Para poder dirigirse hacia la plenitud de la vida, que es la salvación, es preciso tener en cuenta nuestros orígenes. Para saber a dónde voy debo antes considerar de dónde vengo. Y si no sé de dónde vengo, y  tampoco a dónde voy, definitivamente ando perdido por la vida. “La salvación comienza con la apertura a algo que nos precede, a un don originario que afirma la vida y protege la existencia. Sólo abriéndonos a este origen y reconociéndolo, es posible ser transformados, dejando que la salvación obre en nosotros y haga fecunda la vida, llena de buenos frutos. La salvación mediante la fe consiste en reconocer el primado del don de Dios, como bien resume san Pablo: « En efecto, por gracia estáis salvados, mediante la fe. Y esto no viene de vosotros: es don de Dios » (Ef 2,8s)” (idem).
La fe a la verdad revelada por Dios nos muestra claramente cuál es nuestro origen y cuál es nuestro destino. Cuando decimos que Jesucristo es el Redentor del hombre, el Salvador de cada uno de nosotros, no estamos haciendo una frase hermosa, sino expresando una realidad vital. “La nueva lógica de la fe está centrada en Cristo.
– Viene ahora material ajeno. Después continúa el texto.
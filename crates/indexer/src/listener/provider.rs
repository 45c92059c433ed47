//! Read service seam and the JSON-RPC provider behind it.

use std::sync::atomic::{AtomicU64, Ordering};
use std::sync::Arc;
use std::time::Duration;

use anyhow::{Context, Result};
use async_trait::async_trait;
use reqwest::Client;
use serde::de::DeserializeOwned;
use serde::Deserialize;
use serde_json::{json, Value};

use super::raw::{EventFilter, Order, RawEvent, RawObject, RawTransaction, TransactionFilter};
use crate::error::LookupError;

/// Read-only access to ledger state.
///
/// Every engine entry point is handed an implementation of this trait; none
/// of them open their own connection.
#[async_trait]
pub trait ReadService: Send + Sync {
    /// Objects currently owned by `owner`, with type and content.
    async fn get_owned_objects(&self, owner: &str) -> Result<Vec<RawObject>, LookupError>;

    /// Point lookup of one object. `Ok(None)` when it does not exist.
    async fn get_object(&self, id: &str) -> Result<Option<RawObject>, LookupError>;

    /// One page of the event log.
    async fn query_events(
        &self,
        filter: &EventFilter,
        limit: usize,
        order: Order,
    ) -> Result<Vec<RawEvent>, LookupError>;

    /// One page of transaction history, optionally with emitted events.
    async fn query_transactions(
        &self,
        filter: &TransactionFilter,
        limit: usize,
        order: Order,
        include_events: bool,
    ) -> Result<Vec<RawTransaction>, LookupError>;
}

#[async_trait]
impl<T: ReadService + ?Sized> ReadService for Arc<T> {
    async fn get_owned_objects(&self, owner: &str) -> Result<Vec<RawObject>, LookupError> {
        (**self).get_owned_objects(owner).await
    }

    async fn get_object(&self, id: &str) -> Result<Option<RawObject>, LookupError> {
        (**self).get_object(id).await
    }

    async fn query_events(
        &self,
        filter: &EventFilter,
        limit: usize,
        order: Order,
    ) -> Result<Vec<RawEvent>, LookupError> {
        (**self).query_events(filter, limit, order).await
    }

    async fn query_transactions(
        &self,
        filter: &TransactionFilter,
        limit: usize,
        order: Order,
        include_events: bool,
    ) -> Result<Vec<RawTransaction>, LookupError> {
        (**self)
            .query_transactions(filter, limit, order, include_events)
            .await
    }
}

#[derive(Deserialize)]
struct RpcErrorBody {
    code: i64,
    message: String,
}

#[derive(Deserialize)]
struct RpcResponse<T> {
    result: Option<T>,
    error: Option<RpcErrorBody>,
}

#[derive(Deserialize)]
#[serde(rename_all = "camelCase")]
struct Page<T> {
    data: Vec<T>,
    next_cursor: Option<Value>,
    #[serde(default)]
    has_next_page: bool,
}

#[derive(Deserialize)]
struct ObjectEnvelope {
    data: Option<RawObject>,
}

/// HTTP JSON-RPC provider for a Sui-style full node.
#[derive(Clone)]
pub struct SuiRpcProvider {
    client: Client,
    rpc_url: String,
    max_owned_pages: usize,
    next_id: Arc<AtomicU64>,
}

impl SuiRpcProvider {
    /// Create a provider against `rpc_url`.
    ///
    /// `max_owned_pages` bounds how many pages of owned objects are followed
    /// for a single address.
    pub fn new(rpc_url: &str, timeout: Duration, max_owned_pages: usize) -> Result<Self> {
        reqwest::Url::parse(rpc_url).with_context(|| format!("Invalid RPC URL: {}", rpc_url))?;

        let client = Client::builder()
            .timeout(timeout)
            .user_agent("certchain-indexer/rpc")
            .build()
            .context("Failed to build RPC HTTP client")?;

        Ok(Self {
            client,
            rpc_url: rpc_url.to_string(),
            max_owned_pages: max_owned_pages.max(1),
            next_id: Arc::new(AtomicU64::new(1)),
        })
    }

    async fn call<T: DeserializeOwned>(
        &self,
        method: &str,
        params: Value,
    ) -> Result<T, LookupError> {
        let id = self.next_id.fetch_add(1, Ordering::Relaxed);
        let body = json!({
            "jsonrpc": "2.0",
            "id": id,
            "method": method,
            "params": params,
        });

        tracing::trace!(method, id, "RPC request");

        let response = self.client.post(&self.rpc_url).json(&body).send().await?;
        let status = response.status();
        if !status.is_success() {
            return Err(LookupError::Unavailable(format!(
                "{} returned HTTP {}",
                method, status
            )));
        }

        let envelope: RpcResponse<T> = response
            .json()
            .await
            .map_err(|e| LookupError::Malformed(format!("{}: {}", method, e)))?;

        if let Some(error) = envelope.error {
            return Err(LookupError::Rpc {
                code: error.code,
                message: error.message,
            });
        }

        envelope
            .result
            .ok_or_else(|| LookupError::Malformed(format!("{}: missing result", method)))
    }
}

#[async_trait]
impl ReadService for SuiRpcProvider {
    async fn get_owned_objects(&self, owner: &str) -> Result<Vec<RawObject>, LookupError> {
        let query = json!({
            "options": {"showType": true, "showContent": true, "showOwner": true}
        });

        let mut objects = Vec::new();
        let mut cursor = Value::Null;
        for _ in 0..self.max_owned_pages {
            let page: Page<ObjectEnvelope> = self
                .call("suix_getOwnedObjects", json!([owner, query, cursor, Value::Null]))
                .await?;

            objects.extend(page.data.into_iter().filter_map(|entry| entry.data));

            match page.next_cursor {
                Some(next) if page.has_next_page && !next.is_null() => cursor = next,
                _ => return Ok(objects),
            }
        }

        tracing::warn!(
            owner,
            pages = self.max_owned_pages,
            "Owned-object listing truncated at page limit"
        );
        Ok(objects)
    }

    async fn get_object(&self, id: &str) -> Result<Option<RawObject>, LookupError> {
        let options = json!({"showType": true, "showContent": true, "showOwner": true});
        let envelope: ObjectEnvelope = self.call("sui_getObject", json!([id, options])).await?;
        Ok(envelope.data)
    }

    async fn query_events(
        &self,
        filter: &EventFilter,
        limit: usize,
        order: Order,
    ) -> Result<Vec<RawEvent>, LookupError> {
        let page: Page<RawEvent> = self
            .call(
                "suix_queryEvents",
                json!([filter, Value::Null, limit, order.is_descending()]),
            )
            .await?;
        Ok(page.data)
    }

    async fn query_transactions(
        &self,
        filter: &TransactionFilter,
        limit: usize,
        order: Order,
        include_events: bool,
    ) -> Result<Vec<RawTransaction>, LookupError> {
        let query = json!({
            "filter": filter,
            "options": {"showEvents": include_events},
        });
        let page: Page<RawTransaction> = self
            .call(
                "suix_queryTransactionBlocks",
                json!([query, Value::Null, limit, order.is_descending()]),
            )
            .await?;
        Ok(page.data)
    }
}

#[cfg(test)]
mod tests {
    use super::*;

    #[test]
    fn test_rejects_invalid_url() {
        assert!(SuiRpcProvider::new("not a url", Duration::from_secs(1), 1).is_err());
    }

    #[test]
    fn test_page_shape() {
        let page: Page<RawTransaction> = serde_json::from_value(json!({
            "data": [{"digest": "T1"}],
            "nextCursor": "T1",
            "hasNextPage": false
        }))
        .unwrap();
        assert_eq!(page.data.len(), 1);
        assert!(!page.has_next_page);
    }
}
La fe en Cristo nos salva porque en él la vida se abre radicalmente a un Amor que nos precede y nos transforma desde dentro, que obra en nosotros y con nosotros” (idem, n. 20). Hay una cercanía, una contemporaneidad de Cristo con cada uno de nosotros: “Cristo ha bajado a la tierra y ha resucitado de entre los muertos; con su encarnación y resurrección, el Hijo de Dios ha abrazado todo el camino del hombre y habita en nuestros corazones mediante el Espíritu santo. La fe sabe que Dios se ha hecho muy cercano a nosotros, que Cristo se nos ha dado como un gran don que nos transforma interiormente, que habita en nosotros, y así nos da la luz que ilumina el origen y el final de la vida, el arco completo del camino humano” (idem).
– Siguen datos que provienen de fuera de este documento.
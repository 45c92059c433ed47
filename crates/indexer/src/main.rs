//! CertChain - credential reconciliation and verification CLI
//!
//! This binary provides:
//! - Credential verification by object id
//! - Holder and issuer views reconstructed from the ledger
//! - Achievement tier and badge calculation
//! - A watch loop that periodically re-derives an issuer's output
//!
//! Results are printed to stdout as JSON; logs go to stderr.

use anyhow::{Context, Result};
use certchain_core::{
    collector_badges, AchievementTier, AdminCap, Credential, TierTable, UserProfile,
};
use certchain_indexer::clock::{Clock, SystemClock};
use certchain_indexer::config::{Config, LoggingConfig};
use certchain_indexer::refresh::RefreshScheduler;
use certchain_indexer::{AcquisitionPhase, Engine};
use clap::{Parser, Subcommand};
use serde::Serialize;
use tracing::info;

#[derive(Parser)]
#[command(name = "certchain")]
#[command(
    version,
    about = "Ledger-backed credential reconciliation and verification",
    long_about = None
)]
struct Cli {
    /// Path to configuration file
    #[arg(short, long, default_value = "certchain.toml")]
    config: String,

    /// Enable debug logging
    #[arg(short, long)]
    debug: bool,

    #[command(subcommand)]
    command: Commands,
}

#[derive(Subcommand)]
enum Commands {
    /// Verify a credential by object id
    Verify {
        /// Credential object id (0x + 64 hex digits)
        id: String,
    },

    /// List credentials held by an address
    Held {
        /// Holder address
        address: String,

        /// Only credentials issued by this address
        #[arg(long)]
        issuer: Option<String>,
    },

    /// Reconstruct the credentials an issuer produced
    Issued {
        /// Issuer address
        address: String,

        /// Institution address to match as well (defaults to the issuer's AdminCap)
        #[arg(long)]
        institution: Option<String>,

        /// Only credentials held by this address
        #[arg(long)]
        holder: Option<String>,
    },

    /// Show profile, capabilities and issuer tier for an address
    Profile {
        /// Address to inspect
        address: String,
    },

    /// Show the achievement tier for an issued count
    Tier {
        /// Number of credentials issued
        count: u64,
    },

    /// Show the collector badges of a holder
    Badges {
        /// Holder address
        address: String,
    },

    /// Periodically re-derive an issuer's output until interrupted
    Watch {
        /// Issuer address
        address: String,

        /// Institution address to match as well (defaults to the issuer's AdminCap)
        #[arg(long)]
        institution: Option<String>,
    },
}

#[tokio::main]
async fn main() -> Result<()> {
    let cli = Cli::parse();

    // Tier lookups are offline and need no configuration.
    if let Commands::Tier { count } = cli.command {
        init_logging(cli.debug, None)?;
        return print_json(&TierView::new(&TierTable::standard(), count));
    }

    let config = Config::from_file(&cli.config).context("Failed to load configuration")?;
    init_logging(cli.debug, Some(&config.logging))?;

    info!("CertChain {} starting", env!("CARGO_PKG_VERSION"));
    info!("  RPC URL: {}", config.network.rpc_url);
    info!("  Package: {}", config.contracts.package_id);

    let engine = Engine::connect(&config)?;

    match cli.command {
        Commands::Verify { id } => {
            let verdict = engine.verify(&id).await;
            print_json(&verdict)?;
            if !verdict.is_valid() {
                std::process::exit(1);
            }
        }
        Commands::Held { address, issuer } => {
            held(&engine, &address, issuer.as_deref()).await?
        }
        Commands::Issued {
            address,
            institution,
            holder,
        } => {
            issued(
                &engine,
                &address,
                institution.as_deref(),
                holder.as_deref(),
            )
            .await?
        }
        Commands::Profile { address } => profile(&engine, &address).await?,
        Commands::Badges { address } => badges(&engine, &address).await?,
        Commands::Watch {
            address,
            institution,
        } => watch(&engine, &config, &address, institution.as_deref()).await?,
        Commands::Tier { .. } => {}
    }

    Ok(())
}

/// Initialize tracing subscriber for logging
fn init_logging(debug: bool, logging: Option<&LoggingConfig>) -> Result<()> {
    use tracing_subscriber::{fmt, prelude::*, EnvFilter};

    let level = logging.map(|l| l.level.as_str()).unwrap_or("warn");
    let env_filter = if debug {
        EnvFilter::new("certchain_indexer=debug,certchain=debug")
    } else {
        EnvFilter::try_from_default_env()
            .unwrap_or_else(|_| {
                EnvFilter::new(format!("certchain_indexer={level},certchain={level}"))
            })
    };

    let registry = tracing_subscriber::registry().with(env_filter);
    if logging.is_some_and(|l| l.format == "json") {
        registry
            .with(fmt::layer().json().with_writer(std::io::stderr))
            .init();
    } else {
        registry
            .with(
                fmt::layer()
                    .with_target(true)
                    .with_line_number(true)
                    .with_writer(std::io::stderr),
            )
            .init();
    }

    Ok(())
}

fn print_json<T: Serialize>(value: &T) -> Result<()> {
    let out = serde_json::to_string_pretty(value).context("Failed to serialize output")?;
    println!("{}", out);
    Ok(())
}

type LiveEngine = Engine<certchain_indexer::SuiRpcProvider, SystemClock>;

#[derive(Serialize)]
#[serde(rename_all = "camelCase")]
struct HeldEntry<'a> {
    #[serde(flatten)]
    credential: &'a Credential,
    display_url: Option<String>,
    is_expired: bool,
}

#[derive(Serialize)]
#[serde(rename_all = "camelCase")]
struct HeldView<'a> {
    address: &'a str,
    credentials: Vec<HeldEntry<'a>>,
    skipped: usize,
    notices: &'a [String],
}

async fn held(engine: &LiveEngine, address: &str, issuer: Option<&str>) -> Result<()> {
    let holdings = engine.held_by(address).await;
    let now = SystemClock.now_ms();

    let records: Vec<&Credential> = match issuer {
        Some(issuer) => holdings.credentials.by_issuer(issuer),
        None => holdings.credentials.records().iter().collect(),
    };
    let credentials = records
        .into_iter()
        .map(|credential| HeldEntry {
            credential,
            display_url: engine.display_url(credential),
            is_expired: credential.is_expired_at(now),
        })
        .collect();

    print_json(&HeldView {
        address,
        credentials,
        skipped: holdings.skipped,
        notices: &holdings.notices,
    })
}

#[derive(Serialize)]
#[serde(rename_all = "camelCase")]
struct IssuedView<'a> {
    issuer: &'a str,
    #[serde(skip_serializing_if = "Option::is_none")]
    holder: Option<&'a str>,
    credentials: Vec<&'a Credential>,
    phase: AcquisitionPhase,
    events_matched: usize,
    skipped: usize,
    notices: &'a [String],
}

async fn issued(
    engine: &LiveEngine,
    address: &str,
    institution: Option<&str>,
    holder: Option<&str>,
) -> Result<()> {
    let target = engine.issuer_target(address, institution).await;
    let report = engine.issued_by(&target).await;

    let credentials = match holder {
        Some(holder) => report.credentials.by_owner(holder),
        None => report.credentials.records().iter().collect(),
    };

    print_json(&IssuedView {
        issuer: address,
        holder,
        credentials,
        phase: report.phase,
        events_matched: report.events_matched,
        skipped: report.skipped,
        notices: &report.notices,
    })
}

#[derive(Serialize)]
#[serde(rename_all = "camelCase")]
struct TierView<'a> {
    count: u64,
    current: &'a AchievementTier,
    next: Option<&'a AchievementTier>,
    progress_percent: f64,
    unlocked: Vec<&'a str>,
}

impl<'a> TierView<'a> {
    fn new(table: &'a TierTable, count: u64) -> Self {
        Self {
            count,
            current: table.current_tier(count),
            next: table.next_tier(count),
            progress_percent: table.progress_percent(count),
            unlocked: table
                .unlocked(count)
                .into_iter()
                .map(|t| t.id.as_str())
                .collect(),
        }
    }
}

#[derive(Serialize)]
#[serde(rename_all = "camelCase")]
struct ProfileView<'a> {
    address: &'a str,
    profile: Option<UserProfile>,
    admin_caps: Vec<AdminCap>,
    issuer_tier: Option<TierView<'a>>,
}

async fn profile(engine: &LiveEngine, address: &str) -> Result<()> {
    let table = TierTable::standard();
    let profile = engine.profile_of(address).await;
    let admin_caps = engine.admin_caps_of(address).await;

    let issuer_tier = admin_caps
        .first()
        .map(|cap| TierView::new(&table, cap.total_issued));

    print_json(&ProfileView {
        address,
        profile,
        admin_caps,
        issuer_tier,
    })
}

async fn badges(engine: &LiveEngine, address: &str) -> Result<()> {
    let holdings = engine.held_by(address).await;
    let is_admin = !engine.admin_caps_of(address).await.is_empty();
    let joined_at_ms = match engine.profile_of(address).await {
        Some(profile) => profile.joined_at_ms,
        None => SystemClock.now_ms(),
    };

    print_json(&collector_badges(
        holdings.credentials.records(),
        is_admin,
        joined_at_ms,
    ))
}

async fn watch(
    engine: &LiveEngine,
    config: &Config,
    address: &str,
    institution: Option<&str>,
) -> Result<()> {
    let target = engine.issuer_target(address, institution).await;
    let scheduler = RefreshScheduler::from_config(&config.refresh);

    let task = || {
        let target = &target;
        async move {
            let report = engine.issued_by(target).await;
            if report.credentials.is_empty() && !report.notices.is_empty() {
                anyhow::bail!("{}", report.notices.join("; "));
            }
            info!(
                credentials = report.credentials.len(),
                phase = ?report.phase,
                "Issuer view refreshed"
            );
            println!("{}", serde_json::to_string(&report)?);
            Ok::<_, anyhow::Error>(report.credentials.len())
        }
    };

    let shutdown = async {
        if let Err(e) = tokio::signal::ctrl_c().await {
            tracing::error!("Failed to listen for shutdown signal: {}", e);
            std::future::pending::<()>().await;
        }
        info!("Shutdown requested");
    };

    let stats = scheduler.run(task, shutdown).await;
    info!(
        refreshes = stats.refreshes,
        failures = stats.failures,
        "Watch finished"
    );
    Ok(())
}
Si bien en la fe hay una cierta oscuridad, con respecto al destino del hombre la fe es luminosa, y llega a donde la sola razón no alcanza. “Así podemos entender la novedad que aporta la fe. El creyente es transformado por el Amor, al que se abre por la fe, y al abrirse a este Amor que se le ofrece, su existencia se dilata más allá de sí mismo” (idem, n. 21).
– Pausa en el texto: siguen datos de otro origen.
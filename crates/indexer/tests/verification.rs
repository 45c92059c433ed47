mod common;

use std::sync::Arc;

use certchain_indexer::decoder::RecordDecoder;
use certchain_indexer::listener::RawObject;
use certchain_indexer::{FixedClock, TimestampSource, Verifier};
use common::*;
use serde_json::json;

const NOW_MS: u64 = 1_750_000_000_000;

fn verifier(ledger: Arc<FakeLedger>) -> Verifier<Arc<FakeLedger>, FixedClock> {
    Verifier::new(
        ledger,
        RecordDecoder::new(config().type_names()),
        FixedClock(NOW_MS),
    )
}

#[tokio::test]
async fn test_malformed_identifiers_make_no_calls() {
    let ledger = Arc::new(FakeLedger::new());
    let verifier = verifier(ledger.clone());

    let verdict = verifier.verify("not-hex!!").await;
    assert!(!verdict.is_valid());
    assert!(verdict.error().unwrap().contains("hexadecimal"));
    assert!(verdict.record().is_none());

    let verdict = verifier.verify("0x01").await;
    assert!(!verdict.is_valid());
    assert!(verdict.error().unwrap().contains("too short"));

    let verdict = verifier.verify("").await;
    assert_eq!(verdict.error(), Some("Certificate ID is required"));

    let mut not_hex = object_id(1);
    not_hex.replace_range(5..6, "g");
    let verdict = verifier.verify(&not_hex).await;
    assert!(verdict.error().unwrap().contains("non-hexadecimal"));

    assert_eq!(ledger.total_calls(), 0);
}

#[tokio::test]
async fn test_valid_credential() {
    let id = object_id(7);
    let ledger = Arc::new(FakeLedger::new().with_object(certificate(&id, HOLDER, ISSUER)));
    let verifier = verifier(ledger.clone());

    let verdict = verifier.verify(&id).await;

    assert!(verdict.is_valid());
    assert_eq!(verdict.is_expired(), Some(false));
    assert_eq!(verdict.error(), None);
    let record = verdict.record().unwrap();
    assert_eq!(record.id, id);
    assert_eq!(record.issuer_address, ISSUER);
    assert_eq!(record.issued_at_source, TimestampSource::Ledger);
    assert_eq!(FakeLedger::calls(&ledger.object_calls), 1);
}

#[tokio::test]
async fn test_expired_credential_is_still_valid() {
    let id = object_id(8);
    let mut raw = certificate(&id, HOLDER, ISSUER);
    if let Some(content) = raw.content.as_mut() {
        content.fields.as_mut().unwrap()["expires_at"] = json!((NOW_MS - 1).to_string());
    }
    let ledger = Arc::new(FakeLedger::new().with_object(raw));

    let verdict = verifier(ledger).verify(&id).await;

    assert!(verdict.is_valid());
    assert_eq!(verdict.is_expired(), Some(true));
}

#[tokio::test]
async fn test_not_found() {
    let ledger = Arc::new(FakeLedger::new());
    let verdict = verifier(ledger.clone()).verify(&object_id(9)).await;

    assert!(!verdict.is_valid());
    assert_eq!(verdict.error(), Some("Certificate not found on chain"));
    assert_eq!(FakeLedger::calls(&ledger.object_calls), 1);
}

#[tokio::test]
async fn test_wrong_type() {
    let id = object_id(10);
    let coin = RawObject::new(&id, "0x2::coin::Coin<0x2::sui::SUI>", json!({"balance": "5"}));
    let ledger = Arc::new(FakeLedger::new().with_object(coin));

    let verdict = verifier(ledger).verify(&id).await;

    assert!(!verdict.is_valid());
    assert!(verdict
        .error()
        .unwrap()
        .starts_with("Object is not a valid certificate"));
}

#[tokio::test]
async fn test_invalid_structure() {
    let id = object_id(11);
    let hollow = RawObject::new(&id, credential_type(), json!({}));
    let ledger = Arc::new(FakeLedger::new().with_object(hollow));

    let verdict = verifier(ledger).verify(&id).await;

    assert_eq!(verdict.error(), Some("Certificate has an invalid structure"));
}

#[tokio::test]
async fn test_transport_failure_is_a_verdict() {
    let id = object_id(12);
    let mut ledger = FakeLedger::new();
    ledger.failing_lookups.insert(id.clone());

    let verdict = verifier(Arc::new(ledger)).verify(&id).await;

    assert!(!verdict.is_valid());
    assert!(verdict
        .error()
        .unwrap()
        .starts_with("Failed to fetch certificate"));
}

#[tokio::test]
async fn test_credential_without_marker_fields_is_valid() {
    let id = object_id(13);
    let sparse = RawObject::new(
        &id,
        credential_type(),
        json!({
            "title": "Rust 101",
            "description": "d",
            "issued_at": "1700000000000",
            "expires_at": "0"
        }),
    );
    let ledger = Arc::new(FakeLedger::new().with_object(sparse));

    let verdict = verifier(ledger).verify(&id).await;

    assert!(verdict.is_valid(), "{:?}", verdict.error());
    let record = verdict.record().unwrap();
    assert_eq!(record.title, "Rust 101");
    assert_eq!(record.issued_at_ms, 1_700_000_000_000);
}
Pero no es solamente un conocimiento. La fe nos abre al Amor, puesto que la salvación es sobre  todo manifestación del Amor que Dios nos tiene. “Sin esta conformación en el Amor, sin la presencia del Espíritu que lo infunde en nuestros corazones (cf. Rm 5,5), es imposible confesar a Jesús como Señor (cf. 1 Co 12,3)” (idem).